▶ [Goal of the exercise]: In the data, find the word "translate" and copy out every line that has it.

[Dataset entries]

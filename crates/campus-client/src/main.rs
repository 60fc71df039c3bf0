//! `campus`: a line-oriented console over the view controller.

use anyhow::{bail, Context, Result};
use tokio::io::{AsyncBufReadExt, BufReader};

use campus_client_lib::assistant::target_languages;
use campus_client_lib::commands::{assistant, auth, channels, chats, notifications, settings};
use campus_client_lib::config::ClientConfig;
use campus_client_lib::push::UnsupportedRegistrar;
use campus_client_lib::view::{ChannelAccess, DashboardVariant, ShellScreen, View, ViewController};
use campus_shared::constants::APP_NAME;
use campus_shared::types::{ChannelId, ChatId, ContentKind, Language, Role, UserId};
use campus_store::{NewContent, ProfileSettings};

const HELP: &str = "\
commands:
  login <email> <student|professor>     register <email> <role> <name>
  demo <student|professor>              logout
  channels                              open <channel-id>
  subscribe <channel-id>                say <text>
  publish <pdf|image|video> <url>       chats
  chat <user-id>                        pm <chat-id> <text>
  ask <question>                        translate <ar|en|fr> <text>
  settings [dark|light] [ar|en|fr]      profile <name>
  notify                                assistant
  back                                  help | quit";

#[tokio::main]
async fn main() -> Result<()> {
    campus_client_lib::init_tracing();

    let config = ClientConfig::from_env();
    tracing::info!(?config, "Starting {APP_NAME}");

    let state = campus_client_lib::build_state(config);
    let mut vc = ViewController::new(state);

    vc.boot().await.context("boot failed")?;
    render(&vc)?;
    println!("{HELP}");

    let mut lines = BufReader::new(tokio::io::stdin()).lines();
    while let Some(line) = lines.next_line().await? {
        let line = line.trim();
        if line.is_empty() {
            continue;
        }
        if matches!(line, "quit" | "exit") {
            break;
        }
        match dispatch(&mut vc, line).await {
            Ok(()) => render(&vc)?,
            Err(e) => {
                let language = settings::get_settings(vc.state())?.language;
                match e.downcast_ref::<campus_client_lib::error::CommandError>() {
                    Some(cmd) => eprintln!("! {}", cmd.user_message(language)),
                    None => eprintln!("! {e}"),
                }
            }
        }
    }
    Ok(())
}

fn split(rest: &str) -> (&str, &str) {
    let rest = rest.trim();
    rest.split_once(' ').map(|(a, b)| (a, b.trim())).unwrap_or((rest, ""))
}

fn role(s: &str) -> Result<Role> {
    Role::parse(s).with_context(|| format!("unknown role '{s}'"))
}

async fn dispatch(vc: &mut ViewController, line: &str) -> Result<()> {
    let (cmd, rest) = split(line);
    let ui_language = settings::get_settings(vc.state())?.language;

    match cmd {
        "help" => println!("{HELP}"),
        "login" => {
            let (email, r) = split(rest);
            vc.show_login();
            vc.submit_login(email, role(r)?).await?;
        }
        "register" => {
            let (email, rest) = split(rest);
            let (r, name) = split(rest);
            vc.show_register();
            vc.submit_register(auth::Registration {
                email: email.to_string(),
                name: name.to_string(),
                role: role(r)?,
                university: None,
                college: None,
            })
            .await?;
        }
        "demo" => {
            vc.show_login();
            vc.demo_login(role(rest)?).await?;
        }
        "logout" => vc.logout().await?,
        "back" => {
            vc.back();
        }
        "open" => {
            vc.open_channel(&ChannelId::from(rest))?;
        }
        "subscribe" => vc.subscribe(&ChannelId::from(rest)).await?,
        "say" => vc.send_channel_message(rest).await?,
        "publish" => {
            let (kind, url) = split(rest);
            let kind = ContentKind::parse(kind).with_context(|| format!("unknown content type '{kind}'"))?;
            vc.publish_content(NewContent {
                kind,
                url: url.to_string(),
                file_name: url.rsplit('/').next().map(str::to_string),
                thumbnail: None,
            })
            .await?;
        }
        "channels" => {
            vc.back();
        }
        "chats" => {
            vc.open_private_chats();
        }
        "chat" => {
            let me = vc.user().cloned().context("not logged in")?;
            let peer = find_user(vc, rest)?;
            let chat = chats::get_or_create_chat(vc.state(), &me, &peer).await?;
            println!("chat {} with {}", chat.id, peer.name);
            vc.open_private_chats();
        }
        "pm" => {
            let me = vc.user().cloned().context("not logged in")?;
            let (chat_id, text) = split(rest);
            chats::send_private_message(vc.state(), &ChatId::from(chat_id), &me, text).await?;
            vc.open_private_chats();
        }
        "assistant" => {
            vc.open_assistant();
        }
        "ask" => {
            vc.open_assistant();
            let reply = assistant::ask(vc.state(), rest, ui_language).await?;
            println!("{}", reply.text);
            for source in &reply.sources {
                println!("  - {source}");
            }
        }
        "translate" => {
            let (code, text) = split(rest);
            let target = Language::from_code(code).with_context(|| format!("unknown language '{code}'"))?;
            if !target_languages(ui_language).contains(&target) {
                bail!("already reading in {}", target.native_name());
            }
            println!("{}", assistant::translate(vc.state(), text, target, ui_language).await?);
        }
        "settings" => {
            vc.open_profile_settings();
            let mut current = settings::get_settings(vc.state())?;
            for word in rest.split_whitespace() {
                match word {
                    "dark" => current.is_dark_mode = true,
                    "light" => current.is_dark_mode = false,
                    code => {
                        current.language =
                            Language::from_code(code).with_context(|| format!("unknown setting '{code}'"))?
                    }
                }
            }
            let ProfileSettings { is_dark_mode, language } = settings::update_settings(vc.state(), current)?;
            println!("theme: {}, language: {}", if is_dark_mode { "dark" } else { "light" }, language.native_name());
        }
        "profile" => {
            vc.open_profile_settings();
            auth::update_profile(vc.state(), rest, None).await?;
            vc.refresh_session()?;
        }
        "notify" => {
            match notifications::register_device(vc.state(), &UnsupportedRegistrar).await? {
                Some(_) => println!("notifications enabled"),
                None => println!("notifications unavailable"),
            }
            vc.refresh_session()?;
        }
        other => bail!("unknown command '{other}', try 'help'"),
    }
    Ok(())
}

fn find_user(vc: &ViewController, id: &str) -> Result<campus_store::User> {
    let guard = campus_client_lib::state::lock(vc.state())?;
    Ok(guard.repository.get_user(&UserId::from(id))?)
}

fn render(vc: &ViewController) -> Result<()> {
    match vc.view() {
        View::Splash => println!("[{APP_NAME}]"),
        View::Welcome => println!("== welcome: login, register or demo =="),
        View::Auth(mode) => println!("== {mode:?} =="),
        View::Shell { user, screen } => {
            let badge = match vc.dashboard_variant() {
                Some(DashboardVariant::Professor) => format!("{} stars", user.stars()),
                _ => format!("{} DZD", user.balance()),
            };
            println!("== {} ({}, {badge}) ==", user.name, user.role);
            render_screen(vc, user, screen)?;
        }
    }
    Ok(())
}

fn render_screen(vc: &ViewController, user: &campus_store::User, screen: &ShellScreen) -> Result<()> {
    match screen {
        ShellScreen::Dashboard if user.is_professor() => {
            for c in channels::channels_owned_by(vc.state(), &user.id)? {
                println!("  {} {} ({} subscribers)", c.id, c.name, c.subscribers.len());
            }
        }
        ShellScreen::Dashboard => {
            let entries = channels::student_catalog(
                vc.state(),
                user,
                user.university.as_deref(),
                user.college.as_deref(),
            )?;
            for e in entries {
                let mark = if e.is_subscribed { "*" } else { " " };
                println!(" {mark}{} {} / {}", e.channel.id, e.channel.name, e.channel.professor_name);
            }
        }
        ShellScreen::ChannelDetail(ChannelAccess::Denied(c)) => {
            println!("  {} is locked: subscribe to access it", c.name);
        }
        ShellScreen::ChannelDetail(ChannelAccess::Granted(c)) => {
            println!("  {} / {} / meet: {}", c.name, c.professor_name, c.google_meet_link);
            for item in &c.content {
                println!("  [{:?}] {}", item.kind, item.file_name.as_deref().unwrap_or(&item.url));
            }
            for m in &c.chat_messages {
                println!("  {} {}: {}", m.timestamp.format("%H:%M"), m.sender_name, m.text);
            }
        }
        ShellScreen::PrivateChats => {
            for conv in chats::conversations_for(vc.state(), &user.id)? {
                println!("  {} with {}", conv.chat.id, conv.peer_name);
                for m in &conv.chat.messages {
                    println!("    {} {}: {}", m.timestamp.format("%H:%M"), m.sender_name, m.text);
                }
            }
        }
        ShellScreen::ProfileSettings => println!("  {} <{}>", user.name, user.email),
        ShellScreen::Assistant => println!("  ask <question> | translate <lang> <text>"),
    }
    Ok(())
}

▶ [Solution]:
  ask <question>                        translate <ar|en|fr> <text>
        "translate" => {
            println!("{}", assistant::translate(vc.state(), text, target, ui_language).await?);
        ShellScreen::Assistant => println!("  ask <question> | translate <lang> <text>"),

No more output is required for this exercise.